Ecce Homo (2024, album)

Produced by Soft Cell’s Dave Ball and Michael Heffernan Ecce Homo marks Gavin Friday’s first solo album since 2011’s “catholic”.Ecce Homo is released via BMG on ltd. edition transparent blue vinyl as well as a deluxe CD package featuring an exclusive 28-page booklet and bonus material. The album will be available everywhere digitally including two exclusive remixes.

Label

BMG

Released

25 october 2024

Format

CD, LP, Digital

Streaming platforms

Tracklist

1. Lovesubzero
6:30
2. Ecce Homo
4:59
3. The Church of Love
3:44
4. Stations of the Cross
4:36
5. Lady Esquire
5:26
6. When the World was Young
4:49
7. The Best Boys in Dublin
2:05
8. Lamento
5:46
9. When the World was Young (Reprise)
2:06
10. Cabarotica
4:33
11. Amaranthus (Love Lies Bleeding)
3:48
12. Daze
3:56
13. Behold the Man
0:39

Liner Notes & Credits

This autumn sees the release of Gavin Friday’s much-awaited new album, Ecce Homo, his first in over thirteen years, and via BMG. It is a work that heralds a fuller, more sonorous, form of expression for this ever-evolving artist, one that transcends the prescribed conventions of genre, breaks new ground and brooks no compromise.

Where loss, filial grief, remorse and existential disquiet were the more conspicuous tenets of Friday’s 2011 release, catholic, the presiding spirit of Ecce Homo is altogether freer, less shackled, and sovereign — indomitable, too. Self-tyranny and its capitulations have here been sublimated into strength and enduring triumph. The credo is that of a man beheld, yes, but never beholden.

There is throughout Ecce Homo the same synth-powered pulse and pump one has come to expect from this fiercely impassioned iconoclast — glam rock’s platform stomp in perfect sync with post-punk’s oxblood heart — and yet its medleyed parts resound as if new-minted: proud, valourous, regenerate. Here, torch songs catch in a blaze of beauty, so too the embered days of youth. Friday’s talismanic touchstones are ringingly manifest on Ecce Homo, among them Brel, Ginsberg, Grosz and Callas, their galvanic charge persisting like a ghost voltage in what is a new and wholly inimitable register of Electronica. Suffused, as many of the songs are, with soaring orchestration, there is nonetheless a stark, near-Brutalist tonality to the record — industrial, even. A sensory (and sensuous) Berghain, if you will, Ecce Homo is richly redolent of the Weimar years, of discord and dance — of decadence! — and is stamped throughout with the hallmarks of Friday’s glittering art: the salt of sex, the heart’s burlesque.

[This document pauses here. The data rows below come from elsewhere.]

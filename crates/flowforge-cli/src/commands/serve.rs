//! `flowforge serve` — start the REST/SSE server alongside the trigger
//! scheduler, sharing one `AppState`/`Scheduler`/`HistoryStore` between
//! both so a cron/idle fire and an API-triggered run land in the same
//! history index.

use crate::trigger_handler::CliTriggerHandler;
use flowforge_core::error::{Result, WorkflowError};
use flowforge_core::nodes::agent::ShellAgentRunner;
use flowforge_core::schema::{parse, Format};
use flowforge_core::{EngineConfig, HistoryStore, NodeRegistry};
use flowforge_triggers::{entries_from_schema, TriggerEntry, TriggerScheduler};
use std::io::{self, IsTerminal};
use std::path::Path;
use std::sync::Arc;
use std::time::Duration;
use tracing::{info, warn};

fn format_for(path: &Path) -> Format {
    match path.extension().and_then(|e| e.to_str()) {
        Some("json") => Format::Json,
        _ => Format::Yaml,
    }
}

/// Shallow scan of a workspace root for workflow documents, building one
/// trigger entry per `cron`/`idle` trigger node found.
async fn discover_entries(workspace: &str) -> Vec<TriggerEntry> {
    let root = Path::new(workspace);
    let mut entries = Vec::new();
    let mut dir = match tokio::fs::read_dir(root).await {
        Ok(dir) => dir,
        Err(e) => {
            warn!(workspace, error = %e, "skipping unreadable workspace while discovering triggers");
            return entries;
        }
    };
    while let Ok(Some(entry)) = dir.next_entry().await {
        let path = entry.path();
        let is_workflow = matches!(path.extension().and_then(|e| e.to_str()), Some("yaml") | Some("yml") | Some("json"));
        if !path.is_file() || !is_workflow {
            continue;
        }
        let workflow_path = match path.file_name().and_then(|n| n.to_str()) {
            Some(name) => name.to_string(),
            None => continue,
        };
        let bytes = match tokio::fs::read(&path).await {
            Ok(bytes) => bytes,
            Err(_) => continue,
        };
        let schema = match parse(&bytes, format_for(&path)) {
            Ok(schema) => schema,
            Err(_) => continue,
        };
        match entries_from_schema(workspace, &workflow_path, &schema) {
            Ok(found) => entries.extend(found),
            Err(e) => warn!(workspace, workflow_path, error = %e, "skipping workflow with invalid trigger nodes"),
        }
    }
    entries
}

fn confirm(tick_interval_secs: u64) -> bool {
    if !io::stdin().is_terminal() {
        return true;
    }
    eprint!("starting trigger scheduler (tick every {tick_interval_secs}s) and server — continue? [y/N] ");
    let mut answer = String::new();
    if io::stdin().read_line(&mut answer).is_err() {
        return false;
    }
    matches!(answer.trim().to_lowercase().as_str(), "y" | "yes")
}

pub async fn execute(mut config: EngineConfig, port: Option<u16>, yolo: bool) -> Result<()> {
    if let Some(port) = port {
        config.api_port = port;
    }
    config.validate()?;

    if !yolo && !confirm(config.tick_interval_secs) {
        eprintln!("aborted");
        return Ok(());
    }

    let history = HistoryStore::new(&config);
    let registry = NodeRegistry::with_builtins(Arc::new(ShellAgentRunner));
    let state = Arc::new(flowforge_api::AppState::new(config.clone(), registry, history.clone()));

    let workspaces = history.registered_workspaces().await?;
    let mut entries = Vec::new();
    for workspace in &workspaces {
        entries.extend(discover_entries(workspace).await);
    }
    info!(count = entries.len(), "discovered trigger entries across registered workspaces");

    let handler = CliTriggerHandler { state: state.clone() };
    let scheduler = Arc::new(TriggerScheduler::new(entries, handler, Duration::from_secs(config.tick_interval_secs)));
    scheduler.start();

    flowforge_api::serve(state).await.map_err(|e| WorkflowError::Io { message: e.to_string() })
}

Recorded in Dublin and London, Ecce Homo is produced by Dave Ball (of Soft Cell), Michael Heffernan and Riccardo Mulhall.

Press & Reviews

MOJO

With lyrics informed by loss and his current post-divorce relationship with a man, at the age of 64, Friday has clearly found himself and made a deeply heartfelt record, most of which is perhaps best heard at club-level volume.

Record Collector

It is sad and striking in beautiful waves.

Allmusic

Ecce Homo registers as strong, wildly creative, focused, and vulnerable. It may be his solo masterpiece.